ASSIGNED TASK.
I would like each line of the data that holds the word "Send" copied out.
***** DATA *****
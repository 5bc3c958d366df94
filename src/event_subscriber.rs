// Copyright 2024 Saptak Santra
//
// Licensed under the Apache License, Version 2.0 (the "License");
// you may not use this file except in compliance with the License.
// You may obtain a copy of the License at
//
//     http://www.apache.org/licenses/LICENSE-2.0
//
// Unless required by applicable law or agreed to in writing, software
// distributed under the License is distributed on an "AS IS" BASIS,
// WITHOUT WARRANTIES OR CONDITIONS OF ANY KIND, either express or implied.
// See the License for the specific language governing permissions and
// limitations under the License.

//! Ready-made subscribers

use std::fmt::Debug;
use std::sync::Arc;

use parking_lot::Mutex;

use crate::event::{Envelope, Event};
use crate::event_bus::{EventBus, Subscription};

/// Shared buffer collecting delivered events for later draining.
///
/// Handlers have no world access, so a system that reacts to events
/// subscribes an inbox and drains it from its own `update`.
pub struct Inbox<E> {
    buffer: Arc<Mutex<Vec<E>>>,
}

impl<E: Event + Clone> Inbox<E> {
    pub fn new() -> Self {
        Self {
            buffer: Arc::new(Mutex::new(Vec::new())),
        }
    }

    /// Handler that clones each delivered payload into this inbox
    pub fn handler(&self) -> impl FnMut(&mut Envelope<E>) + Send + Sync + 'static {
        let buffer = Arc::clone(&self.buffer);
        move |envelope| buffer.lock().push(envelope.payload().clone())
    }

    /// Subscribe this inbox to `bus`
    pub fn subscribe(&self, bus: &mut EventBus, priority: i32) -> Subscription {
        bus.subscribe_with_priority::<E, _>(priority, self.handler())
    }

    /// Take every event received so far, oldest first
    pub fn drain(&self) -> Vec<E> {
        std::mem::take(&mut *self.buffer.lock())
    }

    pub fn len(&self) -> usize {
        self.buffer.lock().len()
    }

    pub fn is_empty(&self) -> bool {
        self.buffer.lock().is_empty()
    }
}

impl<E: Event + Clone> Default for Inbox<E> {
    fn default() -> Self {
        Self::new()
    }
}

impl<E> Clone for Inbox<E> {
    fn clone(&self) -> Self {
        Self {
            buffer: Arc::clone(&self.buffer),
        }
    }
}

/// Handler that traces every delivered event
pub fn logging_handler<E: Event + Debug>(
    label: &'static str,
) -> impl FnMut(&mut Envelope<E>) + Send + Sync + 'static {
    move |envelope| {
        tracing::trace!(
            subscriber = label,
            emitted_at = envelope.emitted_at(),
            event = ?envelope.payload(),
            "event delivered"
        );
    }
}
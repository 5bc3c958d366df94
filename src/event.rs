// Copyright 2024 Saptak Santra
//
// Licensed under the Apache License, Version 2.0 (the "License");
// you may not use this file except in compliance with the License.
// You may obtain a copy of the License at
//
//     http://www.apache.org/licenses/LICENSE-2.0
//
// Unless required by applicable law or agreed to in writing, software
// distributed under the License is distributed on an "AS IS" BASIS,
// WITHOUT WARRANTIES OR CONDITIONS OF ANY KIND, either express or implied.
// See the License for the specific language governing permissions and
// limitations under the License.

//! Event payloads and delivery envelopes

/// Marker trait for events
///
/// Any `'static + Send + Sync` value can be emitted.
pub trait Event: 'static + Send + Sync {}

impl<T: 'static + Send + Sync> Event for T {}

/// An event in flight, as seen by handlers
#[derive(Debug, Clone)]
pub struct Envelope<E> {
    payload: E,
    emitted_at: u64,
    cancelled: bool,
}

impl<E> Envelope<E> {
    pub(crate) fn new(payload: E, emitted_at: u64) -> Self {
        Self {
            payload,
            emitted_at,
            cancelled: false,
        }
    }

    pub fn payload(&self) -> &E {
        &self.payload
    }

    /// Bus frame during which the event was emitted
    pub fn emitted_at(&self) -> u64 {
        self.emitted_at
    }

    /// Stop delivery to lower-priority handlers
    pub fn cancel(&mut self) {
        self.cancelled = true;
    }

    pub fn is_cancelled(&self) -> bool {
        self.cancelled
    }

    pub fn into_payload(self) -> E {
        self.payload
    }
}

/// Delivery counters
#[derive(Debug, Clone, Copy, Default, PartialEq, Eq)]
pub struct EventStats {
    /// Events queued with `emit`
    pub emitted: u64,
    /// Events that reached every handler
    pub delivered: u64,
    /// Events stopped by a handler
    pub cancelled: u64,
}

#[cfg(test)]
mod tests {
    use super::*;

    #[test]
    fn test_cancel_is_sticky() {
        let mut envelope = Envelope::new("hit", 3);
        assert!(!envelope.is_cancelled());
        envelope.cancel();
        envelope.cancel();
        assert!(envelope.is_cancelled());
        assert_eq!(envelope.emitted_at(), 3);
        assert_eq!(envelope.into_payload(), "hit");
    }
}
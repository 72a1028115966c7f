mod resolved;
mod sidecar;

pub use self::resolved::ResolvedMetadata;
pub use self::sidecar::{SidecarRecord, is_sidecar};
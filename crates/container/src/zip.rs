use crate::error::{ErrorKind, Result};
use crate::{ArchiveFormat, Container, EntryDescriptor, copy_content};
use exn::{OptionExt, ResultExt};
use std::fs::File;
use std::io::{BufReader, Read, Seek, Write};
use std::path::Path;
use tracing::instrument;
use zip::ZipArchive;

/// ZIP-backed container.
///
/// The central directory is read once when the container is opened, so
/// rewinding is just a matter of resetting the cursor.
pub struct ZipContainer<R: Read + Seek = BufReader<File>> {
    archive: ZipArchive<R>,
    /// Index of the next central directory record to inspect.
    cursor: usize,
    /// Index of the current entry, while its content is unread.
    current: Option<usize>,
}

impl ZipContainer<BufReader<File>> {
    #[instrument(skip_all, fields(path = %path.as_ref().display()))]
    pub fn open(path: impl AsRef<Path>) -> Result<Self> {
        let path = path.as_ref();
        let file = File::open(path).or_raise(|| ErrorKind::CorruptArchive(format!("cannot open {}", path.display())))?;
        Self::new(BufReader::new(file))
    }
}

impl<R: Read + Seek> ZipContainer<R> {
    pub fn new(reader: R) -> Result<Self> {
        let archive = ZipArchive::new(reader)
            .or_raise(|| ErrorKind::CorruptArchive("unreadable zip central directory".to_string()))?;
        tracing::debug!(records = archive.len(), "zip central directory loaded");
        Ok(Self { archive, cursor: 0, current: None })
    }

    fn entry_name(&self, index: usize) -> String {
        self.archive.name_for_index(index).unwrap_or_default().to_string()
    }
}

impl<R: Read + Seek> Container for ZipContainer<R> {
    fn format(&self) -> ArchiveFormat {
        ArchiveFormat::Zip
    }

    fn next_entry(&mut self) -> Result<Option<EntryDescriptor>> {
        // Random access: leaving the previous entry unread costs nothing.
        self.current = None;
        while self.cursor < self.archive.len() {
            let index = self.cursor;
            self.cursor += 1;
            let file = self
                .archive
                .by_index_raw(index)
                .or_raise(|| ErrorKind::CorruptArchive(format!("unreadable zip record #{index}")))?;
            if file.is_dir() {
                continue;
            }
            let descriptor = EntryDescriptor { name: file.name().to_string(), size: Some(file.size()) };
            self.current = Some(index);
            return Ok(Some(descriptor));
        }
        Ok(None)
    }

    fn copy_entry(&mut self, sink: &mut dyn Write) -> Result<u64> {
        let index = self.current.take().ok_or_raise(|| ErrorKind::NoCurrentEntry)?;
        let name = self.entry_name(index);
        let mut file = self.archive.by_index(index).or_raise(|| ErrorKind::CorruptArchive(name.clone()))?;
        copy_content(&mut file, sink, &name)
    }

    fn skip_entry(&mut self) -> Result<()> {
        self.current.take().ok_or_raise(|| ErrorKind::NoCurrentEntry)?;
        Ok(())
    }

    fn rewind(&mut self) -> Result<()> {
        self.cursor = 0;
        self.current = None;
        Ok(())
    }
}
*****
OUTPUT FOR THIS TASK.
    pub fn handler(&self) -> impl FnMut(&mut Envelope<E>) + Send + Sync + 'static {
) -> impl FnMut(&mut Envelope<E>) + Send + Sync + 'static {
/// Any `'static + Send + Sync` value can be emitted.
pub trait Event: 'static + Send + Sync {}
impl<T: 'static + Send + Sync> Event for T {}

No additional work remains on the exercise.